# AG HD Wax



## salsheikh (Jul 5, 2010)

Guys, used AG HD Wax for the first time on my car and followed the instructions on the tub. Left it on for 20 mins before wiping it off but i found it difficult to wipe off. Is this right? sweating buckets i was!


----------



## Avanti (Jan 17, 2006)

salsheikh said:


> Guys, used AG HD Wax for the first time on my car and followed the instructions on the tub. Left it on for 20 mins before wiping it off but i found it difficult to wipe off. Is this right? sweating buckets i was!


It is near 20c outside, sure thats not what has got you sweating?


----------



## Will-S (Jun 5, 2007)

Did you apply thin coats with a damp applicator pad?


----------



## salsheikh (Jul 5, 2010)

deffo thin coats with a damp applicator and the cars been in the garage since yesterday. its been cloudy and cold where i live today so i thought it'd be good to do it today rather than tomorow morning before gti international.


----------



## Will-S (Jun 5, 2007)

before you took it off, did you run your finger through it to see if it left behind a clean mark on the panel.
Sometimes find AG HD takes an age to go off depending on the ambient temperature.
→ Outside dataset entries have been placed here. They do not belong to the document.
//! Resource table
//!
//! Maps opaque integer handles to owned OS resources and keeps the record of
//! every pending asynchronous operation, so that closing a handle can settle
//! whatever is still waiting on it.
//!
//! Handles come from a monotonic counter starting at 1 and are never reused.
//! A handle below the counter that is no longer present is therefore known to
//! be closed, which is how [`ResourceTable::state`] tells Closed from unknown.

use crate::error::{OpError, OpResult};
use crate::ops::fs::FileResource;
use crate::ops::net::{ListenerResource, SocketResource};
use crate::ops::process::{PipeResource, ProcessResource};
use crate::ops::signal::SignalResource;
use crate::ops::tls::{TlsListenerResource, TlsSocketResource};
#[cfg(target_os = "linux")]
use crate::ops::watch::WatchResource;
use crate::runtime::Token;
use std::collections::{BTreeMap, HashMap};
use std::fmt;
use std::os::unix::io::RawFd;
use std::task::Waker;

/// Opaque resource handle
#[derive(Debug, Clone, Copy, PartialEq, Eq, Hash, PartialOrd, Ord)]
pub struct Handle(u32);

impl Handle {
    /// Rebuild a handle from its integer form
    pub fn from_raw(raw: u32) -> Self {
        Handle(raw)
    }

    pub fn raw(self) -> u32 {
        self.0
    }

    /// Reactor token for the handle's descriptor
    pub fn token(self) -> Token {
        Token(self.0 as u64)
    }
}

impl fmt::Display for Handle {
    fn fmt(&self, f: &mut fmt::Formatter<'_>) -> fmt::Result {
        write!(f, "{}", self.0)
    }
}

/// Kind of resource behind a handle
#[derive(Debug, Clone, Copy, PartialEq, Eq, Hash)]
pub enum ResourceKind {
    File,
    Socket,
    TlsSocket,
    Listener,
    TlsListener,
    FsWatch,
    SignalBinding,
    Process,
    Other,
}

impl ResourceKind {
    pub fn name(self) -> &'static str {
        match self {
            ResourceKind::File => "file",
            ResourceKind::Socket => "socket",
            ResourceKind::TlsSocket => "tlsSocket",
            ResourceKind::Listener => "listener",
            ResourceKind::TlsListener => "tlsListener",
            ResourceKind::FsWatch => "fsWatch",
            ResourceKind::SignalBinding => "signal",
            ResourceKind::Process => "process",
            ResourceKind::Other => "other",
        }
    }
}

impl fmt::Display for ResourceKind {
    fn fmt(&self, f: &mut fmt::Formatter<'_>) -> fmt::Result {
        f.write_str(self.name())
    }
}

/// Lifecycle state of a handle
#[derive(Debug, Clone, Copy, PartialEq, Eq)]
pub enum ResourceState {
    Open,
    Closed,
}

/// Owned resource behind a handle
pub enum Payload {
    File(FileResource),
    Socket(SocketResource),
    TlsSocket(TlsSocketResource),
    Listener(ListenerResource),
    TlsListener(TlsListenerResource),
    #[cfg(target_os = "linux")]
    FsWatch(WatchResource),
    SignalBinding(SignalResource),
    Process(ProcessResource),
    /// Child stdio pipe
    Pipe(PipeResource),
    /// Cancel handle: closing it interrupts the ops dispatched against it
    Cancel,
}

impl Payload {
    pub fn kind(&self) -> ResourceKind {
        match self {
            Payload::File(_) => ResourceKind::File,
            Payload::Socket(_) => ResourceKind::Socket,
            Payload::TlsSocket(_) => ResourceKind::TlsSocket,
            Payload::Listener(_) => ResourceKind::Listener,
            Payload::TlsListener(_) => ResourceKind::TlsListener,
            #[cfg(target_os = "linux")]
            Payload::FsWatch(_) => ResourceKind::FsWatch,
            Payload::SignalBinding(_) => ResourceKind::SignalBinding,
            Payload::Process(_) => ResourceKind::Process,
            Payload::Pipe(_) | Payload::Cancel => ResourceKind::Other,
        }
    }

    /// Descriptor to register with the reactor, if the resource is pollable.
    /// Regular files are always ready and cannot be added to epoll.
    pub fn poll_fd(&self) -> Option<RawFd> {
        match self {
            Payload::Socket(s) => Some(s.fd()),
            Payload::TlsSocket(s) => Some(s.fd()),
            Payload::Listener(l) => Some(l.fd()),
            Payload::TlsListener(l) => Some(l.fd()),
            #[cfg(target_os = "linux")]
            Payload::FsWatch(w) => Some(w.fd()),
            Payload::SignalBinding(s) => Some(s.fd()),
            Payload::Pipe(p) => Some(p.fd()),
            Payload::File(_) | Payload::Process(_) | Payload::Cancel => None,
        }
    }

    /// Kind-specific teardown run by close before the payload is dropped
    pub(crate) fn teardown(&mut self) {
        if let Payload::TlsSocket(s) = self {
            s.send_close_notify();
        }
    }
}

impl fmt::Debug for Payload {
    fn fmt(&self, f: &mut fmt::Formatter<'_>) -> fmt::Result {
        write!(f, "Payload::{}", self.kind())
    }
}

// =============================================================================
// Pending operations
// =============================================================================

/// Pending operation identifier
#[derive(Debug, Clone, Copy, PartialEq, Eq, Hash)]
pub struct OpId(u64);

/// Why a pending operation must settle without running to completion
#[derive(Debug, Clone, Copy, PartialEq, Eq)]
pub enum Interrupt {
    /// A handle the op references was closed or consumed
    Closed(Handle),
    /// The op's cancel handle was closed
    Canceled(Handle),
}

#[derive(Debug)]
struct PendingOp {
    name: &'static str,
    handles: Vec<Handle>,
    cancel: Option<Handle>,
    waker: Option<Waker>,
    interrupt: Option<Interrupt>,
}

/// Handle to resource mapping plus pending operation records
pub struct ResourceTable {
    entries: BTreeMap<Handle, Payload>,
    next_handle: u32,
    pending: HashMap<OpId, PendingOp>,
    next_op: u64,
}

impl ResourceTable {
    pub fn new() -> Self {
        Self {
            entries: BTreeMap::new(),
            next_handle: 1,
            pending: HashMap::new(),
            next_op: 1,
        }
    }

    /// Insert a resource under a fresh handle
    pub fn add(&mut self, payload: Payload) -> Handle {
        let handle = Handle(self.next_handle);
        self.next_handle += 1;
        self.entries.insert(handle, payload);
        handle
    }

    pub fn get(&self, handle: Handle) -> OpResult<&Payload> {
        self.entries.get(&handle).ok_or_else(|| bad_handle(handle))
    }

    pub fn get_mut(&mut self, handle: Handle) -> OpResult<&mut Payload> {
        self.entries.get_mut(&handle).ok_or_else(|| bad_handle(handle))
    }

    pub fn kind(&self, handle: Handle) -> OpResult<ResourceKind> {
        self.get(handle).map(Payload::kind)
    }

    /// Open, Closed, or `None` for a handle that was never issued
    pub fn state(&self, handle: Handle) -> Option<ResourceState> {
        if self.entries.contains_key(&handle) {
            Some(ResourceState::Open)
        } else if handle.0 >= 1 && handle.0 < self.next_handle {
            Some(ResourceState::Closed)
        } else {
            None
        }
    }

    pub fn contains(&self, handle: Handle) -> bool {
        self.entries.contains_key(&handle)
    }

    /// Remove a resource, interrupting every pending op that references it.
    /// Returns the payload and the wakers of the interrupted ops.
    pub fn close(&mut self, handle: Handle) -> OpResult<(Payload, Vec<Waker>)> {
        let payload = self.entries.remove(&handle).ok_or_else(|| bad_handle(handle))?;
        let wakers = self.interrupt_referencing(handle);
        Ok((payload, wakers))
    }

    /// Open resources in handle order
    pub fn resources(&self) -> Vec<(Handle, ResourceKind)> {
        self.entries.iter().map(|(h, p)| (*h, p.kind())).collect()
    }

    pub fn len(&self) -> usize {
        self.entries.len()
    }

    pub fn is_empty(&self) -> bool {
        self.entries.is_empty()
    }

    fn interrupt_referencing(&mut self, handle: Handle) -> Vec<Waker> {
        let mut wakers = Vec::new();
        for op in self.pending.values_mut() {
            if op.interrupt.is_some() {
                continue;
            }
            let reason = if op.cancel == Some(handle) {
                Interrupt::Canceled(handle)
            } else if op.handles.contains(&handle) {
                Interrupt::Closed(handle)
            } else {
                continue;
            };
            log::debug!("table: {} interrupted by {:?}", op.name, reason);
            op.interrupt = Some(reason);
            if let Some(waker) = op.waker.take() {
                wakers.push(waker);
            }
        }
        wakers
    }

    /// Record a new pending op after checking every handle it names is open
    pub fn begin_op(
        &mut self,
        name: &'static str,
        handles: &[Handle],
        cancel: Option<Handle>,
    ) -> OpResult<OpId> {
        for &handle in handles {
            self.get(handle)?;
        }
        if let Some(cancel) = cancel {
            match self.get(cancel)? {
                Payload::Cancel => {}
                other => {
                    return Err(OpError::bad_resource(format!(
                        "handle {} is a {} resource, not a cancel handle",
                        cancel,
                        other.kind()
                    )))
                }
            }
        }

        let id = OpId(self.next_op);
        self.next_op += 1;
        self.pending.insert(
            id,
            PendingOp {
                name,
                handles: handles.to_vec(),
                cancel,
                waker: None,
                interrupt: None,
            },
        );
        Ok(id)
    }

    /// Remember the waker to call if the op gets interrupted
    pub fn park_op(&mut self, id: OpId, waker: &Waker) {
        if let Some(op) = self.pending.get_mut(&id) {
            match &op.waker {
                Some(w) if w.will_wake(waker) => {}
                _ => op.waker = Some(waker.clone()),
            }
        }
    }

    pub fn interrupt(&self, id: OpId) -> Option<Interrupt> {
        self.pending.get(&id).and_then(|op| op.interrupt)
    }

    pub fn end_op(&mut self, id: OpId) {
        self.pending.remove(&id);
    }

    /// Number of ops dispatched but not yet settled or dropped
    pub fn pending_ops(&self) -> usize {
        self.pending.len()
    }
}

impl Default for ResourceTable {
    fn default() -> Self {
        Self::new()
    }
}

fn bad_handle(handle: Handle) -> OpError {
    OpError::bad_resource(format!("handle {} is not open", handle))
}

#[cfg(test)]
mod tests {
    use super::*;
    use crate::error::ErrorKind;
    use std::sync::atomic::{AtomicUsize, Ordering};
    use std::sync::Arc;
    use std::task::Wake;

    struct CountingWaker(AtomicUsize);

    impl Wake for CountingWaker {
        fn wake(self: Arc<Self>) {
            self.0.fetch_add(1, Ordering::SeqCst);
        }
    }

    #[test]
    fn test_handles_are_monotonic() {
        let mut table = ResourceTable::new();
        let a = table.add(Payload::Cancel);
        let b = table.add(Payload::Cancel);
        assert_eq!(a.raw(), 1);
        assert_eq!(b.raw(), 2);

        table.close(a).unwrap();
        let c = table.add(Payload::Cancel);
        assert_eq!(c.raw(), 3);
    }

    #[test]
    fn test_state_transitions() {
        let mut table = ResourceTable::new();
        let h = table.add(Payload::Cancel);
        assert_eq!(table.state(h), Some(ResourceState::Open));
        assert_eq!(table.kind(h).unwrap(), ResourceKind::Other);

        table.close(h).unwrap();
        assert_eq!(table.state(h), Some(ResourceState::Closed));
        assert_eq!(table.state(Handle::from_raw(99)), None);
        assert_eq!(table.state(Handle::from_raw(0)), None);
    }

    #[test]
    fn test_double_close_is_bad_resource() {
        let mut table = ResourceTable::new();
        let h = table.add(Payload::Cancel);
        assert!(table.close(h).is_ok());
        let err = table.close(h).unwrap_err();
        assert_eq!(err.kind(), ErrorKind::BadResource);
    }

    #[test]
    fn test_begin_op_validates_handles() {
        let mut table = ResourceTable::new();
        let h = table.add(Payload::Cancel);
        let err = table
            .begin_op("op_read", &[Handle::from_raw(42)], None)
            .unwrap_err();
        assert_eq!(err.kind(), ErrorKind::BadResource);

        // The cancel handle must itself be a cancel resource
        let target = table.add(Payload::Cancel);
        assert!(table.begin_op("op_sleep", &[], Some(h)).is_ok());
        table.close(target).unwrap();
        assert!(table.begin_op("op_sleep", &[], Some(target)).is_err());
    }

    #[test]
    fn test_close_interrupts_pending_ops() {
        let mut table = ResourceTable::new();
        let h = table.add(Payload::Cancel);
        let cancel = table.add(Payload::Cancel);
        let other = table.add(Payload::Cancel);

        let on_h = table.begin_op("op_read", &[h], None).unwrap();
        let on_cancel = table.begin_op("op_sleep", &[], Some(cancel)).unwrap();
        let unrelated = table.begin_op("op_read", &[other], None).unwrap();

        let counter = Arc::new(CountingWaker(AtomicUsize::new(0)));
        let waker = Waker::from(counter.clone());
        table.park_op(on_h, &waker);
        table.park_op(on_cancel, &waker);
        table.park_op(unrelated, &waker);

        let (_, wakers) = table.close(h).unwrap();
        assert_eq!(wakers.len(), 1);
        assert_eq!(table.interrupt(on_h), Some(Interrupt::Closed(h)));
        assert_eq!(table.interrupt(unrelated), None);

        let (_, wakers) = table.close(cancel).unwrap();
        wakers.into_iter().for_each(Waker::wake);
        assert_eq!(counter.0.load(Ordering::SeqCst), 1);
        assert_eq!(table.interrupt(on_cancel), Some(Interrupt::Canceled(cancel)));

        table.end_op(on_h);
        table.end_op(on_cancel);
        table.end_op(unrelated);
        assert_eq!(table.pending_ops(), 0);
    }

    #[test]
    fn test_resources_listing() {
        let mut table = ResourceTable::new();
        let a = table.add(Payload::Cancel);
        let b = table.add(Payload::Cancel);
        table.close(a).unwrap();
        assert_eq!(table.resources(), vec![(b, ResourceKind::Other)]);
    }
}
I used some quick detailer on mine today when I found it coming off a bit cloudy. All down to me not taking my time and waiting for it to go off. Getting pressure from SWMBO to hurry up:lol:


----------



## salsheikh (Jul 5, 2010)

probably that then, i used to MF cloths to make sure i didnt leave any residue behind.


----------



## *Das* (Aug 9, 2010)

I never leave it that long, usually 5 to 10 minutes is more than enough, never any issue removing it.


----------



## Red_Cloverleaf (Jul 26, 2009)

HD.................Quality wax but it can be difficult to remove if left on too long.

As stated above by my learned colleague - try the finger swipe test.

It's the best wax I have ever seen for beading - spanks the backside of noopersatral.


----------



## salsheikh (Jul 5, 2010)

whats the best way to clean the applicator sponges? i dropped one of them on the floor and its covere din wax and crap ff the floor, thank goodness for the2nd applicator sponge in the pack.


----------



## stonejedi (Feb 2, 2008)

bin it or just use it on the tires


----------



## Will-S (Jun 5, 2007)

Only effective way I have found to clean the applicators is to load them with washing up liquid and working the pad in your fingers. You will have to do this a few times to get all the wax out.


----------



## hally11092 (May 16, 2011)

washing machine Non Bio does the trick for me, i chuck them in with my good microfibres try that dont bin them.


----------



## Cops (Jun 22, 2010)

hally11092 said:


> washing machine Non Bio does the trick for me, i chuck them in with my good microfibres try that dont bin them.


same here, come out like new


----------



## GolfFanBoy (May 23, 2010)

salsheikh said:


> whats the best way to clean the applicator sponges? i dropped one of them on the floor and its covere din wax and crap ff the floor, thank goodness for the2nd applicator sponge in the pack.


As others have suggested you need to rinse the sponge in water and squeeze out as much of the wax as you can. To avoid the applicator going rock solid store them in a sealed bag with a few squirts of quick detailer to keep it moist. Being foam they should clean quite easy if you've dropped it but yes you could just bin it if you aren't happy re-using.

And if you want more applicators you can get them from Grand Prix Legends at £1.99 a pair.


----------



## Trip tdi (Sep 3, 2008)

Hd, hands down is a great wax.


----------



## Red_Cloverleaf (Jul 26, 2009)

Trip tdi said:


> Hd, hands down is a great wax.


+1 here. :thumb:


----------



## andy monty (Dec 29, 2007)

I found at first it was a total and utter  to remove but i found leaving it longer to go off was the solution......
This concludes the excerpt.